A litorina
“Eu sou a mosca
Que pousou em sua sopa
Eu sou a mosca
Que pintou prá lhe abusar...”
( Raul Seixas: Mosca Na Sopa)
Eu fiquei
conhecendo a palavra “litorina” no seminário.O dicionário diz que é um veículo
ferroviário com motor próprio e que ao mesmo tempo carrega passageiros. Para
nós era uma coisa completamente diferente.
Nosso
refeitório era enorme e nos sentávamos em grupos de 8 ou 10 garotos. Não precisa ser um gênio para
saber que não tínhamos a mais fina cozinha da região. Claro que eu, criança que
era, não era muito exigente. Só queria um feijãozinho com arroz, batata e carne
com molho, parecidos talvez, com o que minha mãe fazia. Não me lembro direito
do maravilhoso cardápio, mas tenho
certeza de que, se me lembrar, não vou ter saudade.

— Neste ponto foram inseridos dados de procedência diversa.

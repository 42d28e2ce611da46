//! Opt-in allocation probing.
//!
//! Binary-searches the largest block the allocator will hand out by
//! actually attempting allocations. Slow and side-effecting: never run on
//! the default encoding path, and the result is advisory only (allocator
//! overcommit and fragmentation make it a snapshot, not a guarantee).

use std::time::Duration;

use serde::{Deserialize, Serialize};

const MIB: usize = 1024 * 1024;

/// Default lower bound of the search range.
pub const DEFAULT_PROBE_MIN: usize = 16 * MIB;

/// Default upper bound of the search range.
pub const DEFAULT_PROBE_MAX: usize = 2048 * MIB;

/// Default resolution of the search.
pub const DEFAULT_PROBE_GRANULARITY: usize = 16 * MIB;

/// Default pause between attempts, letting the allocator settle.
pub const DEFAULT_PROBE_DELAY: Duration = Duration::from_millis(50);

/// Attempts a single allocation of a given size.
pub trait ProbeAllocator {
    /// Allocate and immediately release `bytes`. Returns whether it worked.
    fn try_allocate(&self, bytes: usize) -> bool;
}

/// Allocator backed by `Vec::try_reserve_exact`.
#[derive(Debug, Clone, Copy, Default)]
pub struct SystemAllocator;

impl ProbeAllocator for SystemAllocator {
    fn try_allocate(&self, bytes: usize) -> bool {
        let mut buffer: Vec<u8> = Vec::new();
        buffer.try_reserve_exact(bytes).is_ok()
    }
}

/// Outcome of an allocation probe.
#[derive(Debug, Clone, Copy, PartialEq, Eq, Serialize, Deserialize)]
pub struct ProbeReport {
    /// Largest size that succeeded, if any did.
    pub largest_success: Option<usize>,
    /// Smallest size that failed, if any did.
    pub smallest_failure: Option<usize>,
    /// Number of allocation attempts made.
    pub attempts: u32,
}

/// Iterative allocation search over `[min_bytes, max_bytes]`.
///
/// # Example
///
/// ```no_run
/// use ktxarray::memory::AllocationProbe;
///
/// # async fn run() {
/// let report = AllocationProbe::new().with_range(64 << 20, 512 << 20).run().await;
/// println!("{:?}", report.largest_success);
/// # }
/// ```
#[derive(Debug, Clone)]
pub struct AllocationProbe<A = SystemAllocator> {
    min_bytes: usize,
    max_bytes: usize,
    granularity: usize,
    delay: Duration,
    allocator: A,
}

impl AllocationProbe<SystemAllocator> {
    /// Probe with default bounds and the system allocator.
    pub fn new() -> Self {
        Self::with_allocator(SystemAllocator)
    }
}

impl Default for AllocationProbe<SystemAllocator> {
    fn default() -> Self {
        Self::new()
    }
}

impl<A: ProbeAllocator> AllocationProbe<A> {
    /// Probe with default bounds and a custom allocator.
    pub fn with_allocator(allocator: A) -> Self {
        Self {
            min_bytes: DEFAULT_PROBE_MIN,
            max_bytes: DEFAULT_PROBE_MAX,
            granularity: DEFAULT_PROBE_GRANULARITY,
            delay: DEFAULT_PROBE_DELAY,
            allocator,
        }
    }

    /// Set the search range. Bounds are reordered if given backwards.
    pub fn with_range(mut self, min_bytes: usize, max_bytes: usize) -> Self {
        self.min_bytes = min_bytes.min(max_bytes);
        self.max_bytes = min_bytes.max(max_bytes);
        self
    }

    /// Set the search resolution (at least one byte).
    pub fn with_granularity(mut self, granularity: usize) -> Self {
        self.granularity = granularity.max(1);
        self
    }

    /// Set the pause between attempts.
    pub fn with_delay(mut self, delay: Duration) -> Self {
        self.delay = delay;
        self
    }

    /// Run the search.
    ///
    /// Suspends only on the delay between attempts; dropping the future
    /// cancels the search.
    pub async fn run(&self) -> ProbeReport {
        let mut low = self.min_bytes;
        let mut high = self.max_bytes;
        let mut report = ProbeReport {
            largest_success: None,
            smallest_failure: None,
            attempts: 0,
        };

        tracing::info!(
            min_mb = low / MIB,
            max_mb = high / MIB,
            granularity_mb = self.granularity / MIB,
            "Starting allocation probe"
        );

        // Try the ceiling first; success ends the search early.
        let mut candidate = high;
        loop {
            if report.attempts > 0 && !self.delay.is_zero() {
                tokio::time::sleep(self.delay).await;
            }

            report.attempts += 1;
            let ok = self.allocator.try_allocate(candidate);
            tracing::debug!(bytes = candidate, ok, "Allocation attempt");

            if ok {
                report.largest_success = Some(candidate);
                low = candidate;
            } else {
                report.smallest_failure = Some(candidate);
                high = candidate;
            }

            if ok && candidate == self.max_bytes {
                break;
            }
            if !ok && candidate == self.min_bytes {
                break;
            }

            let gap = high - low;
            if gap <= self.granularity {
                // The floor itself is never bisected onto; test it explicitly.
                if report.largest_success.is_none() && candidate != self.min_bytes {
                    candidate = self.min_bytes;
                    continue;
                }
                break;
            }
            candidate = low + gap / 2;
        }

        tracing::info!(
            largest_success = ?report.largest_success,
            smallest_failure = ?report.smallest_failure,
            attempts = report.attempts,
            "Allocation probe finished"
        );

        report
    }
}
//! Source images fed to the encoder.

use bytes::Bytes;
use serde::{Deserialize, Serialize};

use super::error::EncodeError;
use crate::capacity::clean_extension;

/// Container type of an LDR source image.
#[derive(Debug, Clone, Copy, PartialEq, Eq, Serialize, Deserialize)]
#[serde(rename_all = "snake_case")]
pub enum SourceKind {
    Png,
    Jpeg,
}

/// One encoded source image (PNG or JPEG bytes).
#[derive(Debug, Clone, PartialEq, Eq)]
pub struct SourceImage {
    /// Encoded image bytes.
    pub data: Bytes,
    /// Display name used in logs.
    pub file_name: String,
    /// File extension as supplied by the caller (may carry a query string).
    pub extension: String,
}

impl SourceImage {
    /// Create a source image.
    pub fn new(data: impl Into<Bytes>, file_name: impl Into<String>, extension: impl Into<String>) -> Self {
        Self {
            data: data.into(),
            file_name: file_name.into(),
            extension: extension.into(),
        }
    }

    /// Create a source image named after a path, taking the extension from it.
    pub fn from_path_bytes(path: &std::path::Path, data: impl Into<Bytes>) -> Self {
        let file_name = path
            .file_name()
            .map(|n| n.to_string_lossy().into_owned())
            .unwrap_or_default();
        let extension = path
            .extension()
            .map(|e| e.to_string_lossy().into_owned())
            .unwrap_or_default();
        Self::new(data, file_name, extension)
    }

    /// Lowercased extension without query, fragment or leading dot.
    pub fn clean_extension(&self) -> String {
        clean_extension(&self.extension)
    }

    /// Classify the image by extension.
    ///
    /// `jpg`, `jpeg` and `jfif` are JPEG; anything else is passed to the
    /// encoder as PNG.
    pub fn kind(&self) -> SourceKind {
        match self.clean_extension().as_str() {
            "jpg" | "jpeg" | "jfif" => SourceKind::Jpeg,
            _ => SourceKind::Png,
        }
    }

    /// Reject unusable sources before any buffer is allocated.
    pub(crate) fn check(&self, index: usize) -> Result<SourceKind, EncodeError> {
        if self.data.is_empty() {
            return Err(EncodeError::MissingData { index });
        }
        let extension = self.clean_extension();
        if extension == "exr" || extension == "hdr" {
            return Err(EncodeError::HdrSource { index, extension });
        }
        Ok(self.kind())
    }
}

#[cfg(test)]
mod tests {
    use super::*;
    use std::path::Path;

    #[test]
    fn test_kind_by_extension() {
        assert_eq!(SourceImage::new(vec![1], "a", "JPG").kind(), SourceKind::Jpeg);
        assert_eq!(SourceImage::new(vec![1], "a", ".jfif").kind(), SourceKind::Jpeg);
        assert_eq!(SourceImage::new(vec![1], "a", "jpeg?x=1").kind(), SourceKind::Jpeg);
        assert_eq!(SourceImage::new(vec![1], "a", "png").kind(), SourceKind::Png);
        assert_eq!(SourceImage::new(vec![1], "a", "webp").kind(), SourceKind::Png);
        assert_eq!(SourceImage::new(vec![1], "a", "").kind(), SourceKind::Png);
    }

    #[test]
    fn test_check_rejects_hdr() {
        let source = SourceImage::new(vec![1, 2, 3], "sky", "EXR");
        assert_eq!(
            source.check(3),
            Err(EncodeError::HdrSource {
                index: 3,
                extension: "exr".to_string()
            })
        );
    }

    #[test]
    fn test_check_rejects_empty() {
        let source = SourceImage::new(Vec::new(), "empty", "png");
        assert_eq!(source.check(1), Err(EncodeError::MissingData { index: 1 }));
    }

    #[test]
    fn test_from_path() {
        let source = SourceImage::from_path_bytes(Path::new("/tmp/layer_0.jpeg"), vec![1]);
        assert_eq!(source.file_name, "layer_0.jpeg");
        assert_eq!(source.kind(), SourceKind::Jpeg);
    }
}
//! Encoding sessions: buffer sizing, threading decision and output handling
//! around an external KTX2 encoder.

use std::time::{Duration, Instant};

use super::error::EncodeError;
use super::settings::EncodeSettings;
use super::source::{SourceImage, SourceKind};
use crate::capacity::{CapacityConfig, CapacityEstimate, CapacityEstimator};
use crate::memory::MemoryProfile;

/// Kind of texture the encoder should produce.
#[derive(Debug, Clone, Copy, PartialEq, Eq)]
pub enum TextureType {
    /// A single 2D texture.
    Image2D,
    /// A 2D texture array, one layer per source.
    Array2D,
}

/// Everything the encoder needs for one call.
#[derive(Debug, Clone)]
pub struct EncodeRequest<'a> {
    /// Source images in layer order.
    pub sources: &'a [SourceImage],
    /// Container type of each source, parallel to `sources`.
    pub kinds: Vec<SourceKind>,
    /// Output kind.
    pub texture_type: TextureType,
    /// Effective settings (`multithreading` already reconciled with the
    /// memory profile).
    pub settings: EncodeSettings,
    /// Worker threads to use when `settings.multithreading` is set.
    pub threads: usize,
    /// Initial linear-memory reservation for the encoder instance.
    pub initial_reservation_bytes: u64,
}

/// External KTX2 encoder.
///
/// Writes a complete KTX2 file into `output` and returns the number of
/// bytes written. Returning `Ok(0)` means the buffer was too small or the
/// inputs were inconsistent.
///
/// Implementations are not expected to be safe for concurrent encode calls;
/// callers serialize access to a shared instance.
pub trait KtxEncoder: Send + Sync {
    /// Encode `request` into `output`.
    fn encode(&self, request: &EncodeRequest<'_>, output: &mut [u8]) -> Result<usize, EncodeError>;

    /// Human-readable name of the encoder.
    fn name(&self) -> &str {
        "encoder"
    }
}

/// Result of a successful encode.
#[derive(Debug, Clone)]
pub struct EncodedTexture {
    /// KTX2 file bytes, truncated to what the encoder wrote.
    pub data: Vec<u8>,
    /// Number of layers encoded.
    pub layers: usize,
    /// Buffer estimate the output was written into.
    pub capacity: CapacityEstimate,
    /// Whether the threaded build was used.
    pub threaded: bool,
    /// Wall-clock encode time.
    pub elapsed: Duration,
}

/// Drives an encoder with explicit settings and a memory profile.
///
/// # Example
///
/// ```
/// use ktxarray::capacity::CapacityConfig;
/// use ktxarray::encoder::{EncodeError, EncodeRequest, EncodeSession, EncodeSettings, KtxEncoder, SourceImage};
/// use ktxarray::memory::MemoryProfile;
///
/// struct Echo;
///
/// impl KtxEncoder for Echo {
///     fn encode(&self, request: &EncodeRequest<'_>, output: &mut [u8]) -> Result<usize, EncodeError> {
///         let data = &request.sources[0].data;
///         output[..data.len()].copy_from_slice(data);
///         Ok(data.len())
///     }
/// }
///
/// let session = EncodeSession::new(
///     Echo,
///     EncodeSettings::single_image(),
///     CapacityConfig::single_image(),
///     MemoryProfile::conservative(),
/// )
/// .unwrap();
///
/// let encoded = session.encode_image(&SourceImage::new(vec![1, 2, 3], "a.png", "png")).unwrap();
/// assert_eq!(encoded.data, vec![1, 2, 3]);
/// ```
pub struct EncodeSession<E> {
    encoder: E,
    settings: EncodeSettings,
    estimator: CapacityEstimator,
    profile: MemoryProfile,
}

impl<E: KtxEncoder> EncodeSession<E> {
    /// Create a session.
    ///
    /// The capacity model's mip flag follows `settings.mipmaps`.
    pub fn new(
        encoder: E,
        settings: EncodeSettings,
        capacity: CapacityConfig,
        profile: MemoryProfile,
    ) -> Result<Self, EncodeError> {
        let estimator = CapacityEstimator::new(capacity.with_mipmaps(settings.mipmaps))?;
        Ok(Self {
            encoder,
            settings,
            estimator,
            profile,
        })
    }

    /// The settings requested by the caller.
    pub fn settings(&self) -> &EncodeSettings {
        &self.settings
    }

    /// The memory profile in effect.
    pub fn profile(&self) -> &MemoryProfile {
        &self.profile
    }

    /// Whether this session will run the threaded encoder.
    pub fn threaded(&self) -> bool {
        self.settings.multithreading && self.profile.recommend_threaded
    }

    /// Encode one image into a single KTX2 texture.
    pub fn encode_image(&self, source: &SourceImage) -> Result<EncodedTexture, EncodeError> {
        self.run(std::slice::from_ref(source), TextureType::Image2D)
    }

    /// Encode several images into one KTX2 texture array, in order.
    pub fn encode_array(&self, sources: &[SourceImage]) -> Result<EncodedTexture, EncodeError> {
        self.run(sources, TextureType::Array2D)
    }

    fn run(&self, sources: &[SourceImage], texture_type: TextureType) -> Result<EncodedTexture, EncodeError> {
        let first = sources.first().ok_or(EncodeError::NoSources)?;
        let kinds = sources
            .iter()
            .enumerate()
            .map(|(index, source)| source.check(index))
            .collect::<Result<Vec<_>, _>>()?;

        let capacity = self
            .estimator
            .estimate_from_header(&first.data, layer_count(sources.len()));
        let mut output = vec![0u8; capacity.bytes];

        let threaded = self.threaded();
        let threads = if threaded {
            self.profile.recommended_threads.max(1)
        } else {
            1
        };
        let request = EncodeRequest {
            sources,
            kinds,
            texture_type,
            settings: EncodeSettings {
                multithreading: threaded,
                ..self.settings
            },
            threads,
            initial_reservation_bytes: self.profile.recommended_initial_reservation_bytes,
        };

        tracing::info!(
            encoder = self.encoder.name(),
            layers = sources.len(),
            first = %first.file_name,
            buffer_bytes = capacity.bytes,
            threaded,
            threads,
            "Encoding KTX2 texture"
        );

        let start = Instant::now();
        let written = self.encoder.encode(&request, &mut output)?;
        let elapsed = start.elapsed();

        if written == 0 {
            return Err(EncodeError::CapacityUnderestimate {
                capacity: capacity.bytes,
                layers: sources.len(),
            });
        }
        if written > output.len() {
            return Err(EncodeError::Encoder(format!(
                "reported {} bytes written into a {} byte buffer",
                written,
                output.len()
            )));
        }
        output.truncate(written);

        tracing::info!(
            bytes = written,
            elapsed_ms = elapsed.as_millis() as u64,
            "Encoding complete"
        );

        Ok(EncodedTexture {
            data: output,
            layers: sources.len(),
            capacity,
            threaded,
            elapsed,
        })
    }
}

/// Layer count for capacity estimation, saturating at `u32::MAX`.
fn layer_count(sources: usize) -> u32 {
    u32::try_from(sources).unwrap_or(u32::MAX)
}

#[cfg(test)]
mod tests {
    use super::*;
    use crate::capacity::test_support::png_header;
    use crate::capacity::{DimensionSource, DEFAULT_MIN_SIZE};
    use std::sync::Mutex;

    /// Records what it was asked to do and writes a fixed number of bytes.
    struct MockEncoder {
        output_len: usize,
        seen: Mutex<Vec<(usize, TextureType, bool, usize, usize)>>,
    }

    impl MockEncoder {
        fn writing(output_len: usize) -> Self {
            Self {
                output_len,
                seen: Mutex::new(Vec::new()),
            }
        }
    }

    impl KtxEncoder for MockEncoder {
        fn encode(&self, request: &EncodeRequest<'_>, output: &mut [u8]) -> Result<usize, EncodeError> {
            self.seen.lock().unwrap().push((
                request.sources.len(),
                request.texture_type,
                request.settings.multithreading,
                request.threads,
                output.len(),
            ));
            let n = self.output_len.min(output.len());
            output[..n].fill(0xAB);
            Ok(self.output_len)
        }
    }

    struct FailingEncoder;

    impl KtxEncoder for FailingEncoder {
        fn encode(&self, _: &EncodeRequest<'_>, _: &mut [u8]) -> Result<usize, EncodeError> {
            Err(EncodeError::Encoder("module not loaded".to_string()))
        }
    }

    fn threaded_profile() -> MemoryProfile {
        MemoryProfile {
            estimated_available_bytes: 2 << 30,
            recommend_threaded: true,
            recommended_initial_reservation_bytes: 256 << 20,
            recommended_threads: 8,
        }
    }

    fn png(index: usize, size: u32) -> SourceImage {
        SourceImage::new(png_header(size, size), format!("layer_{}.png", index), "png")
    }

    fn session(encoder: MockEncoder, profile: MemoryProfile) -> EncodeSession<MockEncoder> {
        EncodeSession::new(
            encoder,
            EncodeSettings::texture_array(),
            CapacityConfig::texture_array(),
            profile,
        )
        .unwrap()
    }

    #[test]
    fn test_encode_array_truncates_output() {
        let session = session(MockEncoder::writing(1234), threaded_profile());
        let sources: Vec<_> = (0..4).map(|i| png(i, 256)).collect();

        let encoded = session.encode_array(&sources).unwrap();

        assert_eq!(encoded.data.len(), 1234);
        assert!(encoded.data.iter().all(|b| *b == 0xAB));
        assert_eq!(encoded.layers, 4);
        assert_eq!(encoded.capacity.source, DimensionSource::Header);
        assert_eq!(encoded.capacity.layers, 4);
    }

    #[test]
    fn test_buffer_sized_from_first_header() {
        let session = session(MockEncoder::writing(10), MemoryProfile::conservative());
        let sources: Vec<_> = (0..32).map(|i| png(i, 1024)).collect();

        session.encode_array(&sources).unwrap();

        let seen = session.encoder.seen.lock().unwrap();
        // 1024² × 1.6 × 32 layers exceeds the 32 MiB ceiling
        assert_eq!(seen[0].4, 32 * 1024 * 1024);
    }

    #[test]
    fn test_zero_bytes_is_capacity_underestimate() {
        let session = session(MockEncoder::writing(0), MemoryProfile::conservative());
        let sources = vec![png(0, 64), png(1, 64)];

        let err = session.encode_array(&sources).unwrap_err();
        assert_eq!(
            err,
            EncodeError::CapacityUnderestimate {
                capacity: DEFAULT_MIN_SIZE,
                layers: 2
            }
        );
        // Not retried
        assert_eq!(session.encoder.seen.lock().unwrap().len(), 1);
    }

    #[test]
    fn test_overreported_bytes_rejected() {
        let session = session(MockEncoder::writing(usize::MAX), MemoryProfile::conservative());
        let err = session.encode_image(&png(0, 64)).unwrap_err();
        assert!(matches!(err, EncodeError::Encoder(_)));
    }

    #[test]
    fn test_threading_requires_settings_and_profile() {
        let both = session(MockEncoder::writing(1), threaded_profile());
        both.encode_image(&png(0, 64)).unwrap();
        let seen = both.encoder.seen.lock().unwrap();
        assert!(seen[0].2);
        assert_eq!(seen[0].3, 8);
        drop(seen);

        let profile_only = session(MockEncoder::writing(1), MemoryProfile::conservative());
        profile_only.encode_image(&png(0, 64)).unwrap();
        let seen = profile_only.encoder.seen.lock().unwrap();
        assert!(!seen[0].2);
        assert_eq!(seen[0].3, 1);
        drop(seen);

        let settings_off = EncodeSession::new(
            MockEncoder::writing(1),
            EncodeSettings::texture_array().with_multithreading(false),
            CapacityConfig::texture_array(),
            threaded_profile(),
        )
        .unwrap();
        assert!(!settings_off.threaded());
        let encoded = settings_off.encode_image(&png(0, 64)).unwrap();
        assert!(!encoded.threaded);
    }

    #[test]
    fn test_layer_count_saturates() {
        assert_eq!(layer_count(4), 4);
        assert_eq!(layer_count(u32::MAX as usize), u32::MAX);
        assert_eq!(layer_count(usize::MAX), u32::MAX);
    }

    #[test]
    fn test_empty_sources_rejected() {
        let session = session(MockEncoder::writing(1), MemoryProfile::conservative());
        assert_eq!(session.encode_array(&[]).unwrap_err(), EncodeError::NoSources);
        assert!(session.encoder.seen.lock().unwrap().is_empty());
    }

    #[test]
    fn test_invalid_source_rejected_before_encode() {
        let session = session(MockEncoder::writing(1), MemoryProfile::conservative());
        let sources = vec![
            png(0, 64),
            SourceImage::new(Vec::new(), "missing.png", "png"),
        ];

        assert_eq!(
            session.encode_array(&sources).unwrap_err(),
            EncodeError::MissingData { index: 1 }
        );
        assert!(session.encoder.seen.lock().unwrap().is_empty());
    }

    #[test]
    fn test_encoder_error_propagates() {
        let session = EncodeSession::new(
            FailingEncoder,
            EncodeSettings::single_image(),
            CapacityConfig::single_image(),
            MemoryProfile::conservative(),
        )
        .unwrap();
        assert!(matches!(
            session.encode_image(&png(0, 64)),
            Err(EncodeError::Encoder(_))
        ));
    }

    #[test]
    fn test_image_type_passed_through() {
        let session = session(MockEncoder::writing(1), MemoryProfile::conservative());
        session.encode_image(&png(0, 64)).unwrap();
        session.encode_array(&[png(0, 64)]).unwrap();

        let seen = session.encoder.seen.lock().unwrap();
        assert_eq!(seen[0].1, TextureType::Image2D);
        assert_eq!(seen[1].1, TextureType::Array2D);
    }

    #[test]
    fn test_invalid_capacity_config() {
        let result = EncodeSession::new(
            MockEncoder::writing(1),
            EncodeSettings::default(),
            CapacityConfig::default().with_bounds(10, 1),
            MemoryProfile::conservative(),
        );
        assert!(matches!(result, Err(EncodeError::Capacity(_))));
    }
}
//! Logging setup.
//!
//! The library only emits `tracing` events; binaries call [`init_logging`]
//! once at startup to install a subscriber. Console output goes to stderr
//! so machine-readable command output on stdout stays clean. An optional
//! log file receives the same events without ANSI colours, written from a
//! background thread.
//!
//! The filter is taken from `RUST_LOG` when set, otherwise from the
//! requested default level for the `ktxarray` targets.

use std::path::{Path, PathBuf};

use thiserror::Error;
use tracing_appender::non_blocking::WorkerGuard;
use tracing_subscriber::{fmt, prelude::*, EnvFilter};

/// Default filter when `RUST_LOG` is unset.
pub const DEFAULT_FILTER: &str = "ktxarray=info";

/// Filter used for verbose output.
pub const VERBOSE_FILTER: &str = "ktxarray=debug";

/// Errors installing the subscriber.
#[derive(Debug, Error)]
pub enum LoggingError {
    /// The log file's directory could not be created.
    #[error("Failed to create log directory {path}: {source}")]
    CreateDir {
        path: PathBuf,
        #[source]
        source: std::io::Error,
    },

    /// The log file path has no file name.
    #[error("Invalid log file path: {0}")]
    InvalidPath(PathBuf),

    /// A global subscriber is already installed.
    #[error("Logging already initialized: {0}")]
    AlreadyInitialized(String),
}

/// Keeps the background log writer alive.
///
/// Dropping the guard flushes buffered file output; hold it until exit.
#[must_use = "dropping the guard stops file logging"]
pub struct LoggingGuard {
    _file: Option<WorkerGuard>,
}

/// Install the global subscriber.
///
/// # Arguments
///
/// * `verbose` - Use debug level for `ktxarray` targets when `RUST_LOG` is unset
/// * `log_file` - Optional file to mirror events into
pub fn init_logging(verbose: bool, log_file: Option<&Path>) -> Result<LoggingGuard, LoggingError> {
    let default = if verbose { VERBOSE_FILTER } else { DEFAULT_FILTER };
    let filter = EnvFilter::try_from_default_env().unwrap_or_else(|_| EnvFilter::new(default));

    let console = fmt::layer().with_writer(std::io::stderr).with_target(false);

    let (file_layer, guard) = match log_file {
        Some(path) => {
            let (writer, guard) = file_writer(path)?;
            let layer = fmt::layer().with_writer(writer).with_ansi(false);
            (Some(layer), Some(guard))
        }
        None => (None, None),
    };

    tracing_subscriber::registry()
        .with(filter)
        .with(console)
        .with(file_layer)
        .try_init()
        .map_err(|e| LoggingError::AlreadyInitialized(e.to_string()))?;

    if let Some(path) = log_file {
        tracing::debug!(path = %path.display(), "Logging to file");
    }

    Ok(LoggingGuard { _file: guard })
}

fn file_writer(
    path: &Path,
) -> Result<(tracing_appender::non_blocking::NonBlocking, WorkerGuard), LoggingError> {
    let file_name = path
        .file_name()
        .ok_or_else(|| LoggingError::InvalidPath(path.to_path_buf()))?;
    let dir = path
        .parent()
        .filter(|p| !p.as_os_str().is_empty())
        .unwrap_or_else(|| Path::new("."));

    std::fs::create_dir_all(dir).map_err(|source| LoggingError::CreateDir {
        path: dir.to_path_buf(),
        source,
    })?;

    let appender = tracing_appender::rolling::never(dir, file_name);
    Ok(tracing_appender::non_blocking(appender))
}

#[cfg(test)]
mod tests {
    use super::*;
    use tempfile::TempDir;

    #[test]
    fn test_file_writer_creates_directory() {
        let temp = TempDir::new().unwrap();
        let path = temp.path().join("logs").join("ktxarray.log");

        let (_writer, _guard) = file_writer(&path).unwrap();
        assert!(temp.path().join("logs").is_dir());
    }

    #[test]
    fn test_file_writer_rejects_directory_path() {
        assert!(matches!(
            file_writer(Path::new("/")),
            Err(LoggingError::InvalidPath(_))
        ));
    }
}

No entanto, me lembro da
litorina. Ao contrário do que você possa pensar, a litorina não era uma
especiaria do nosso menu. Ou, de certa forma, era. Tínhamos uma sopa de fubá,
que por algum motivo técnico, ou logístico, ou mais provavelmente econômico,
era um dos nossos pratos mais constantes. Sopa quente enchia o estômago, era
eficiente. Voltando à litorina, toda vez a grande panela de sopa vinha com três
ou quatro delas: um verme amarelo, anelado, com um comprimento de mais ou menos
um centímetro. Era nojento mas no final acabávamos nos acostumando. Tínhamos um
“chefe” para cada mesa e ele era o encarregado de pescá-las e colocá-las de
lado antes de passarmos a grande panela pela mesa. A remoção da litorina, como todo o
resto, fazia parte de um ritual.
A litorina
ficou para trás, não tenho mais nojo ou raiva dela. Existem coisas mais
perigosas do que as litorinas hoje em dia...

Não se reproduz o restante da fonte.